Écrivain et journaliste indépendant, il est l’auteur d’un essai sur le phénomène soviétique en 1959. Parlant parfaitement le russe, il collabore de 1959 à 1969 à diverses publications dont France-Observateur, Libération et a été jusqu’en 1967 directeur d’un bulletin hebdomadaire du Centre d’Information Scientifique, Économique et Politique (CISEP) et rédacteur au mensuel L’Événement.
À la retraite depuis 1976, il créé Synthesis, lettre confidentielle, spécialisée sur les relations Est / Ouest et présentant une forte coloration prosoviétique et antichinoise dont il est l’unique rédacteur. En 1979, cette revue comptait parmi plusieurs centaines de parlementaires parmi ses abonnés.
De premières recherches documentaires…
L’origine des relations de Pathé avec les Soviétiques remonte à une réception donnée en 1959 à l’ambassade d’URSS à Paris, à laquelle il a été invité par l’ambassadeur Sergueï Vinogradov, qui avait particulièrement apprécié son livre sur le phénomène soviétique.
C’est à cette occasion qu’il est approché par un coopté du KGB, Victor Mikheev , membre de la délégation soviétique à l’UNESCO, avec lequel il sympathise. Dans le cadre de cette relation « amicale », Pierre-Charles Pathé établit pour Mikheev une documentation détaillée sur des personnalités françaises du monde politique et syndical qu’il côtoie.
En 1961, Victor Mikheev présente, à Pierre-Charles Pathé , Édouard Iakovlev , officier du KGB, opérant sous couverture de 2e secrétaire à la délégation soviétique à l’UNESCO. Ce dernier s’intéresse aux activités de Pathé et reste en contact avec lui pour discuter de politique intérieure et internationale. Il lui laisse entendre qu’il pourrait l’aider financièrement au cas où Pathé rencontrerait des difficultés dans l’édition et la diffusion du bulletin du CISEP.
En contrepartie, il lui est demandé de fournir des analyses plus approfondies sur les sujets abordés dans son bulletin, des notices bibliographiques sur ses relations et la liste des abonnés du bulletin.
… à un travail d’influence prosoviétique
En 1965, avant son départ définitif, Iakovlev présente à Pathé son nouvel officier traitant : Louri Borissov , officier du KGB, spécialiste de la politique internationale, stagiaire à la section culturelle de l’ambassade d’URSS. Celui-ci se montre plus pressant que son prédécesseur, exigeant de Pathé la fourniture d’analyses beaucoup plus détaillées sur tous les sujets imaginables, le questionnant avec insistance sur son entourage professionnel et ses relations.

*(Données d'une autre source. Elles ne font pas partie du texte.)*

//! Monotonic time sources.

use std::sync::atomic::{AtomicI64, Ordering};
use std::sync::OnceLock;
use std::time::Instant;

/// A clock that never goes backwards, in nanoseconds.
///
/// Sources and the analyzers fed by them must share one timeline; a tracker
/// fed with platform receipt times needs a clock reading the same platform
/// counter.
pub trait MonotonicClock: Send + Sync {
    fn now_ns(&self) -> i64;
}

/// Monotonic clock anchored at the first read in this process.
#[derive(Debug, Default, Clone, Copy)]
pub struct ProcessClock;

static PROCESS_EPOCH: OnceLock<Instant> = OnceLock::new();

impl ProcessClock {
    /// Nanoseconds since the process epoch. Starts at 1 so a fresh reading is
    /// never mistaken for a missing timestamp.
    pub fn read() -> i64 {
        let epoch = PROCESS_EPOCH.get_or_init(Instant::now);
        i64::try_from(epoch.elapsed().as_nanos())
            .unwrap_or(i64::MAX)
            .saturating_add(1)
    }
}

impl MonotonicClock for ProcessClock {
    fn now_ns(&self) -> i64 {
        Self::read()
    }
}

/// Clock driven by hand, for replays and tests.
#[derive(Debug, Default)]
pub struct ManualClock {
    now: AtomicI64,
}

impl ManualClock {
    pub fn new(start_ns: i64) -> Self {
        Self {
            now: AtomicI64::new(start_ns),
        }
    }

    pub fn set(&self, now_ns: i64) {
        self.now.store(now_ns, Ordering::SeqCst);
    }

    pub fn advance(&self, delta_ns: i64) {
        self.now.fetch_add(delta_ns, Ordering::SeqCst);
    }
}

impl MonotonicClock for ManualClock {
    fn now_ns(&self) -> i64 {
        self.now.load(Ordering::SeqCst)
    }
}

#[cfg(test)]
mod tests {
    use super::*;

    #[test]
    fn test_process_clock_is_monotonic() {
        let a = ProcessClock.now_ns();
        let b = ProcessClock.now_ns();
        assert!(a > 0);
        assert!(b >= a);
    }

    #[test]
    fn test_manual_clock() {
        let clock = ManualClock::new(100);
        clock.advance(50);
        assert_eq!(clock.now_ns(), 150);
        clock.set(7);
        assert_eq!(clock.now_ns(), 7);
    }
}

Borissov a, en outre, initié une nouvelle technique, reprise par tous ses successeurs, en remettant à sa source des documents que cette dernière a utilisés dans ses articles, publiés sous le pseudonyme Charles Morand. Trois autres officiers du KGB poursuivront le traitement de Pierre-Charles Pathé . Il s’agit de Igor Gremiakine , Alexandre Tiourenkov et enfin Igor Kouznetsov.

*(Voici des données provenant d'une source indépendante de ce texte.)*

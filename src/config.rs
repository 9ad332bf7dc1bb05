//! Configuration for the telemetry agent.

use serde::{Deserialize, Serialize};
use std::path::PathBuf;
use std::time::Duration;

/// Main configuration for the agent.
#[derive(Debug, Clone, Serialize, Deserialize)]
pub struct Config {
    /// How often the analyzers are polled for a report
    #[serde(with = "duration_ms_serde")]
    pub poll_interval: Duration,

    /// Capacity of each ingestion channel
    pub channel_capacity: usize,

    /// Path for exported reports
    pub export_path: PathBuf,

    /// Path for the ingestion journal
    pub data_path: PathBuf,

    /// Synthetic source settings used by `monitor`
    pub simulation: SimulationConfig,
}

impl Default for Config {
    fn default() -> Self {
        let data_dir = dirs::data_local_dir()
            .unwrap_or_else(|| PathBuf::from("."))
            .join("phonestats");

        Self {
            poll_interval: Duration::from_secs(1),
            channel_capacity: 1024,
            export_path: data_dir.join("reports"),
            data_path: data_dir,
            simulation: SimulationConfig::default(),
        }
    }
}

impl Config {
    /// Load configuration from the default location.
    pub fn load() -> Result<Self, ConfigError> {
        Self::load_from(&Self::config_path())
    }

    /// Load configuration from `path`, falling back to defaults if it is missing.
    pub fn load_from(path: &std::path::Path) -> Result<Self, ConfigError> {
        if path.exists() {
            let content =
                std::fs::read_to_string(path).map_err(|e| ConfigError::IoError(e.to_string()))?;
            let config: Config = serde_json::from_str(&content)
                .map_err(|e| ConfigError::ParseError(e.to_string()))?;
            Ok(config)
        } else {
            Ok(Self::default())
        }
    }

    /// Save configuration to the default location.
    pub fn save(&self) -> Result<(), ConfigError> {
        self.save_to(&Self::config_path())
    }

    /// Save configuration to `path`.
    pub fn save_to(&self, path: &std::path::Path) -> Result<(), ConfigError> {
        if let Some(parent) = path.parent() {
            std::fs::create_dir_all(parent).map_err(|e| ConfigError::IoError(e.to_string()))?;
        }

        let content = serde_json::to_string_pretty(self)
            .map_err(|e| ConfigError::SerializeError(e.to_string()))?;

        std::fs::write(path, content).map_err(|e| ConfigError::IoError(e.to_string()))?;

        Ok(())
    }

    /// Get the path to the configuration file.
    pub fn config_path() -> PathBuf {
        dirs::config_dir()
            .unwrap_or_else(|| PathBuf::from("."))
            .join("phonestats")
            .join("config.json")
    }

    /// Path of the persisted ingestion journal.
    pub fn journal_path(&self) -> PathBuf {
        self.data_path.join("journal.json")
    }

    /// Human-readable listing of the effective settings.
    pub fn describe(&self) -> String {
        let sim = &self.simulation;
        format!(
            "Polling:\n\
             \x20 interval: {}ms\n\
             \x20 channel capacity: {} events\n\
             \n\
             Storage:\n\
             \x20 reports: {:?}\n\
             \x20 journal: {:?}\n\
             \n\
             Simulated sources:\n\
             \x20 camera: {:.2} fps, {:.0}% jitter\n\
             \x20 gnss: fix every {}ms, {:.3} ppm drift",
            self.poll_interval.as_millis(),
            self.channel_capacity,
            self.export_path,
            self.journal_path(),
            sim.target_fps,
            sim.jitter_fraction * 100.0,
            sim.fix_interval.as_millis(),
            sim.drift_ppm
        )
    }

    /// Ensure all required directories exist.
    pub fn ensure_directories(&self) -> Result<(), ConfigError> {
        std::fs::create_dir_all(&self.export_path)
            .map_err(|e| ConfigError::IoError(e.to_string()))?;
        std::fs::create_dir_all(&self.data_path)
            .map_err(|e| ConfigError::IoError(e.to_string()))?;
        Ok(())
    }
}

/// Settings for the synthetic camera and GNSS sources.
#[derive(Debug, Clone, Serialize, Deserialize)]
pub struct SimulationConfig {
    pub target_fps: f64,
    /// Peak frame-interval jitter as a fraction of the nominal interval
    pub jitter_fraction: f64,
    /// System clock drift against GNSS time, parts per million
    pub drift_ppm: f64,
    #[serde(with = "duration_ms_serde")]
    pub fix_interval: Duration,
}

impl Default for SimulationConfig {
    fn default() -> Self {
        Self {
            target_fps: 30.0,
            jitter_fraction: 0.05,
            drift_ppm: 20.0,
            fix_interval: Duration::from_secs(1),
        }
    }
}

/// Configuration errors.
#[derive(Debug)]
pub enum ConfigError {
    IoError(String),
    ParseError(String),
    SerializeError(String),
}

impl std::fmt::Display for ConfigError {
    fn fmt(&self, f: &mut std::fmt::Formatter<'_>) -> std::fmt::Result {
        match self {
            ConfigError::IoError(e) => write!(f, "IO error: {e}"),
            ConfigError::ParseError(e) => write!(f, "Parse error: {e}"),
            ConfigError::SerializeError(e) => write!(f, "Serialize error: {e}"),
        }
    }
}

impl std::error::Error for ConfigError {}

/// Serde support for Duration as whole milliseconds.
mod duration_ms_serde {
    use serde::{Deserialize, Deserializer, Serialize, Serializer};
    use std::time::Duration;

    pub fn serialize<S>(duration: &Duration, serializer: S) -> Result<S::Ok, S::Error>
    where
        S: Serializer,
    {
        (duration.as_millis() as u64).serialize(serializer)
    }

    pub fn deserialize<'de, D>(deserializer: D) -> Result<Duration, D::Error>
    where
        D: Deserializer<'de>,
    {
        let millis = u64::deserialize(deserializer)?;
        Ok(Duration::from_millis(millis))
    }
}

#[cfg(test)]
mod tests {
    use super::*;

    #[test]
    fn test_default_config() {
        let config = Config::default();
        assert_eq!(config.poll_interval, Duration::from_secs(1));
        assert!(config.channel_capacity > 0);
        assert_eq!(config.simulation.target_fps, 30.0);
        assert!(config.journal_path().ends_with("journal.json"));
    }

    #[test]
    fn test_describe_lists_settings() {
        let mut config = Config::default();
        config.channel_capacity = 256;
        config.simulation.target_fps = 59.94;
        config.simulation.drift_ppm = -12.5;

        let text = config.describe();
        assert!(text.contains("  interval: 1000ms"));
        assert!(text.contains("  channel capacity: 256 events"));
        assert!(text.contains("journal.json"));
        assert!(text.contains("  camera: 59.94 fps, 5% jitter"));
        assert!(text.contains("  gnss: fix every 1000ms, -12.500 ppm drift"));
    }

    #[test]
    fn test_durations_serialize_as_millis() {
        let config = Config::default();
        let json = serde_json::to_value(&config).unwrap();
        assert_eq!(json["poll_interval"], 1000);
        assert_eq!(json["simulation"]["fix_interval"], 1000);
    }

    #[test]
    fn test_save_and_load() {
        let path = std::env::temp_dir()
            .join(format!("phonestats-config-{}", uuid::Uuid::new_v4()))
            .join("config.json");

        let mut config = Config::default();
        config.channel_capacity = 7;
        config.simulation.drift_ppm = -3.5;
        config.save_to(&path).unwrap();

        let loaded = Config::load_from(&path).unwrap();
        assert_eq!(loaded.channel_capacity, 7);
        assert_eq!(loaded.simulation.drift_ppm, -3.5);

        if let Some(dir) = path.parent() {
            let _ = std::fs::remove_dir_all(dir);
        }
    }

    #[test]
    fn test_missing_file_gives_defaults() {
        let path = std::env::temp_dir().join("phonestats-definitely-missing.json");
        let config = Config::load_from(&path).unwrap();
        assert_eq!(config.channel_capacity, Config::default().channel_capacity);
    }
}
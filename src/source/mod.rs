//! Sample sources for the telemetry agent.
//!
//! Sources deliver frame timestamps and location fixes; ingestion workers
//! move them from a bounded channel into the analyzers. Synthetic and
//! recorded sources cover running without camera or GNSS hardware.

pub mod replay;
pub mod simulated;
pub mod types;
pub mod worker;

// Re-export commonly used types
pub use replay::{first_monotonic_ns, load_recording, replay, ReplayError, ReplaySummary};
pub use simulated::{CameraProfile, GnssProfile, SimulatedSource};
pub use types::{FrameEvent, LocationFix, SourceEvent};
pub use worker::{IngestHandle, IngestSink, IngestWorker, SourceError};
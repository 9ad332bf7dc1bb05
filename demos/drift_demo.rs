//! Demonstration of the frame-timing and clock-drift analyzers.
//!
//! This example shows how to:
//! 1. Drive both analyzers from a simulated timeline
//! 2. Poll rolling statistics as a dashboard would
//! 3. Produce a final JSON report
//!
//! Twenty-five simulated minutes are processed instantly, so the longest
//! windows fill up and drift points start to fall out of retention.
//!
//! Run with: cargo run --example drift_demo

use std::sync::Arc;

use phonestats_telemetry::{
    core::{ClockDriftTracker, FrameTimingAnalyzer, ManualClock, ReportBuilder},
    source::{CameraProfile, GnssProfile},
};

const SIMULATED_MINUTES: i64 = 25;
const MINUTE_NS: i64 = 60_000_000_000;
const SYSTEM_EPOCH_MS: i64 = 1_700_000_000_000;

fn main() {
    println!("Phonestats Telemetry - Drift Demo");
    println!("=================================");
    println!();

    let camera = CameraProfile {
        target_fps: 29.97,
        jitter_fraction: 0.08,
    };
    let gnss = GnssProfile {
        drift_ppm: 25.0,
        fix_interval: std::time::Duration::from_secs(1),
    };

    let clock = Arc::new(ManualClock::new(1));
    let analyzer = FrameTimingAnalyzer::new();
    let tracker = ClockDriftTracker::with_clock(clock.clone());
    if let Err(e) = analyzer.start().and_then(|_| tracker.start()) {
        eprintln!("Error starting analyzers: {e}");
        return;
    }

    let builder = ReportBuilder::new().with_device("demo-phone");
    println!("Instance ID: {}", builder.instance_id());
    println!(
        "Simulating {SIMULATED_MINUTES} minutes at {:.2} fps, {:.1} ppm drift",
        camera.target_fps, gnss.drift_ppm
    );
    println!();

    let fix_interval_ns = gnss.fix_interval.as_nanos() as i64;
    let mut frame_index = 0u64;
    let mut next_frame_ns = 1i64;
    let mut next_fix_ns = 1i64;

    for minute in 1..=SIMULATED_MINUTES {
        let minute_end = 1 + minute * MINUTE_NS;

        while next_frame_ns < minute_end || next_fix_ns < minute_end {
            if next_frame_ns <= next_fix_ns {
                clock.set(next_frame_ns);
                if let Err(e) = analyzer.record(next_frame_ns) {
                    eprintln!("Frame rejected: {e}");
                }
                next_frame_ns += camera.interval_ns(frame_index);
                frame_index += 1;
            } else {
                clock.set(next_fix_ns);
                let system_ms = SYSTEM_EPOCH_MS + next_fix_ns / 1_000_000;
                let gps_ms = system_ms + gnss.drift_ms_after(next_fix_ns).round() as i64;
                if let Err(e) = tracker.ingest(gps_ms, next_fix_ns, system_ms) {
                    eprintln!("Fix rejected: {e}");
                }
                next_fix_ns += fix_interval_ns;
            }
        }

        if minute % 5 == 0 {
            let report = builder.build(&analyzer, &tracker);
            println!("[{minute:>2} min] {}", report.summary_line());
        }
    }

    println!();
    println!("Retained drift points: {}", tracker.point_count());
    if let Some(first) = tracker.drift_series().first() {
        println!("Oldest point: {:.0} s", first.elapsed_seconds);
    }
    println!();

    let report = builder.build(&analyzer, &tracker);
    match serde_json::to_string_pretty(&report) {
        Ok(json) => {
            println!("Final report (truncated):");
            for line in json.lines().take(30) {
                println!("  {line}");
            }
            println!("  ...");
        }
        Err(e) => eprintln!("Error serializing report: {e}"),
    }

    analyzer.release();
    tracker.release();
}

Le 5 juillet 1979, un contact clandestin entre Pierre-Charles Pathé et son officier traitant du KGB, Igor Kouznetsov , est interrompu par la DST, alors que le Soviétique recevait de Pathé une grosse enveloppe. Celle-ci contenait plusieurs exemplaires de Synthesis, une liste des nouveaux abonnés à cette revue, des projets d’articles et des synthèses politiques.
Placé en garde à vue, Pierre-Charles Pathé a rapidement avoué son rôle d’agent d’influence. Déféré à la Cour de sûreté de l’État, il est inculpé pour intelligence avec des agents d’une puissance étrangère et écroué. Igor Kouznetsov quitte le territoire français le 1er août 1979 à la suite d’une mesure de rappel exigée par la DST.

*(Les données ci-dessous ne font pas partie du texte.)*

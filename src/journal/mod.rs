//! Ingestion journal for the telemetry agent.
//!
//! This module keeps running counts of what each source delivered and what
//! the analyzers accepted or dropped, so a session can be audited afterwards.

pub mod log;

// Re-export commonly used types
pub use log::{
    create_shared_journal, create_shared_journal_with_persistence, IngestJournal, JournalStats,
    SharedJournal, StreamKind,
};
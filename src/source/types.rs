//! Messages delivered by the frame and location sources.

use serde::{Deserialize, Serialize};

/// One captured camera frame.
#[derive(Debug, Clone, Copy, PartialEq, Eq, Serialize, Deserialize)]
pub struct FrameEvent {
    /// Monotonic capture time in nanoseconds
    pub timestamp_ns: i64,
}

impl FrameEvent {
    pub fn new(timestamp_ns: i64) -> Self {
        Self { timestamp_ns }
    }
}

/// One location fix.
#[derive(Debug, Clone, Copy, PartialEq, Eq, Serialize, Deserialize)]
pub struct LocationFix {
    /// GNSS UTC time in epoch milliseconds; 0 when the fix has no time
    pub gps_epoch_ms: i64,
    /// Monotonic time the fix was determined
    pub monotonic_receipt_ns: i64,
    /// System wall clock at receipt, epoch milliseconds
    pub system_epoch_ms: i64,
}

impl LocationFix {
    pub fn has_time(&self) -> bool {
        self.gps_epoch_ms != 0
    }
}

/// Either kind of source message, as stored in recordings.
#[derive(Debug, Clone, Copy, PartialEq, Eq, Serialize, Deserialize)]
#[serde(tag = "kind", rename_all = "snake_case")]
pub enum SourceEvent {
    Frame(FrameEvent),
    Fix(LocationFix),
}

impl SourceEvent {
    /// Monotonic time of the event.
    pub fn monotonic_ns(&self) -> i64 {
        match self {
            SourceEvent::Frame(e) => e.timestamp_ns,
            SourceEvent::Fix(f) => f.monotonic_receipt_ns,
        }
    }
}
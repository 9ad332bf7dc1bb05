//! Synthetic camera and GNSS sources.
//!
//! These stand in for platform callbacks when no hardware is attached. Each
//! source runs on its own thread and pushes events into an ingestion handle
//! with `offer`, like a camera callback that must never block.

use crate::core::clock::{MonotonicClock, ProcessClock};
use crate::source::types::{FrameEvent, LocationFix};
use crate::source::worker::{IngestHandle, SourceError};
use chrono::Utc;
use std::sync::atomic::{AtomicBool, Ordering};
use std::sync::Arc;
use std::thread::{self, JoinHandle};
use std::time::Duration;

/// Synthetic camera settings.
#[derive(Debug, Clone, Copy)]
pub struct CameraProfile {
    pub target_fps: f64,
    /// Peak frame-interval deviation as a fraction of the nominal interval
    pub jitter_fraction: f64,
}

impl CameraProfile {
    /// Nominal interval plus a deterministic jitter term for frame `index`.
    pub fn interval_ns(&self, index: u64) -> i64 {
        let nominal = 1_000_000_000.0 / self.target_fps.max(0.1);
        // Two incommensurate tones, so the pattern does not repeat quickly.
        let phase = index as f64;
        let wobble = 0.7 * (phase * 0.37).sin() + 0.3 * (phase * 1.91).sin();
        let jitter = nominal * self.jitter_fraction.clamp(0.0, 0.9) * wobble;
        (nominal + jitter).max(1.0) as i64
    }
}

/// Synthetic GNSS receiver settings.
#[derive(Debug, Clone, Copy)]
pub struct GnssProfile {
    /// How fast the system clock runs away from GNSS time, parts per million
    pub drift_ppm: f64,
    pub fix_interval: Duration,
}

impl GnssProfile {
    /// Drift in milliseconds after `elapsed_ns` of monotonic time.
    pub fn drift_ms_after(&self, elapsed_ns: i64) -> f64 {
        elapsed_ns as f64 / 1_000_000.0 * self.drift_ppm / 1_000_000.0
    }
}

/// A running synthetic source thread.
pub struct SimulatedSource {
    running: Arc<AtomicBool>,
    thread: Option<JoinHandle<()>>,
}

impl SimulatedSource {
    /// Start a camera emitting frames on the process clock.
    pub fn camera(
        profile: CameraProfile,
        handle: IngestHandle<FrameEvent>,
    ) -> Result<Self, SourceError> {
        Self::spawn("sim-camera", move |running| {
            let mut index = 0u64;
            while running.load(Ordering::SeqCst) {
                let interval = profile.interval_ns(index);
                thread::sleep(Duration::from_nanos(interval as u64));
                match handle.offer(FrameEvent::new(ProcessClock.now_ns())) {
                    Ok(()) | Err(SourceError::Backpressure) => {}
                    Err(e) => {
                        tracing::warn!("Simulated camera stopping: {e}");
                        break;
                    }
                }
                index += 1;
            }
        })
    }

    /// Start a GNSS receiver whose fixes lead the system clock by a growing drift.
    pub fn gnss(
        profile: GnssProfile,
        handle: IngestHandle<LocationFix>,
    ) -> Result<Self, SourceError> {
        Self::spawn("sim-gnss", move |running| {
            let origin = ProcessClock.now_ns();
            while running.load(Ordering::SeqCst) {
                thread::sleep(profile.fix_interval);
                let receipt = ProcessClock.now_ns();
                let system_ms = Utc::now().timestamp_millis();
                let drift = profile.drift_ms_after(receipt - origin).round() as i64;
                let fix = LocationFix {
                    gps_epoch_ms: system_ms + drift,
                    monotonic_receipt_ns: receipt,
                    system_epoch_ms: system_ms,
                };
                if let Err(e) = handle.offer(fix) {
                    if e == SourceError::Disconnected {
                        tracing::warn!("Simulated GNSS stopping: {e}");
                        break;
                    }
                }
            }
        })
    }

    fn spawn<F>(name: &str, body: F) -> Result<Self, SourceError>
    where
        F: FnOnce(Arc<AtomicBool>) + Send + 'static,
    {
        let running = Arc::new(AtomicBool::new(true));
        let flag = Arc::clone(&running);
        let thread = thread::Builder::new()
            .name(name.to_string())
            .spawn(move || body(flag))
            .map_err(|_| SourceError::SpawnFailed)?;
        Ok(Self {
            running,
            thread: Some(thread),
        })
    }

    pub fn is_running(&self) -> bool {
        self.running.load(Ordering::SeqCst)
    }

    /// Stop the source and wait for its thread.
    pub fn stop(&mut self) {
        self.running.store(false, Ordering::SeqCst);
        if let Some(thread) = self.thread.take() {
            if thread.join().is_err() {
                tracing::warn!("Simulated source thread panicked");
            }
        }
    }
}

impl Drop for SimulatedSource {
    fn drop(&mut self) {
        self.stop();
    }
}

Le 23 mai 1980, la Cour de sûreté de l’État condamne Pierre-Charles Pathé à cinq ans de détention criminelle pour avoir remis durant une vingtaine d’années des analyses politiques et des notes de synthèse à des agents d’une puissance étrangère. Pierre-Charles Pathé est libéré de prison fin juin 1981, après avoir été gracié.
« Cette affaire a permis de prouver que des réseaux d’espionnage soviétique existaient en France dans les plus hautes sphères de l’État. Elle a pu être étalée au grand jour grâce à l’importance des relations bilatérales entre les services français et américains d’une part, et avec l’OTAN d’autre part.
La détection d’une telle source insoupçonnable, en raison de la confiance qui lui était accordée par de hautes personnalités civiles et militaires, a demandé 15 mois d’investigations très difficiles, menées avec beaucoup de méthode et de rigueur. L’identification des documents et les recoupements effectués dans leur possible cheminement à l’intérieur des services de l’État, ainsi que l’étude du comportement de certaines personnes, ont amené la DST à circonscrire ses investigations à un nombre limité d’individus, dont Georges Pâques. »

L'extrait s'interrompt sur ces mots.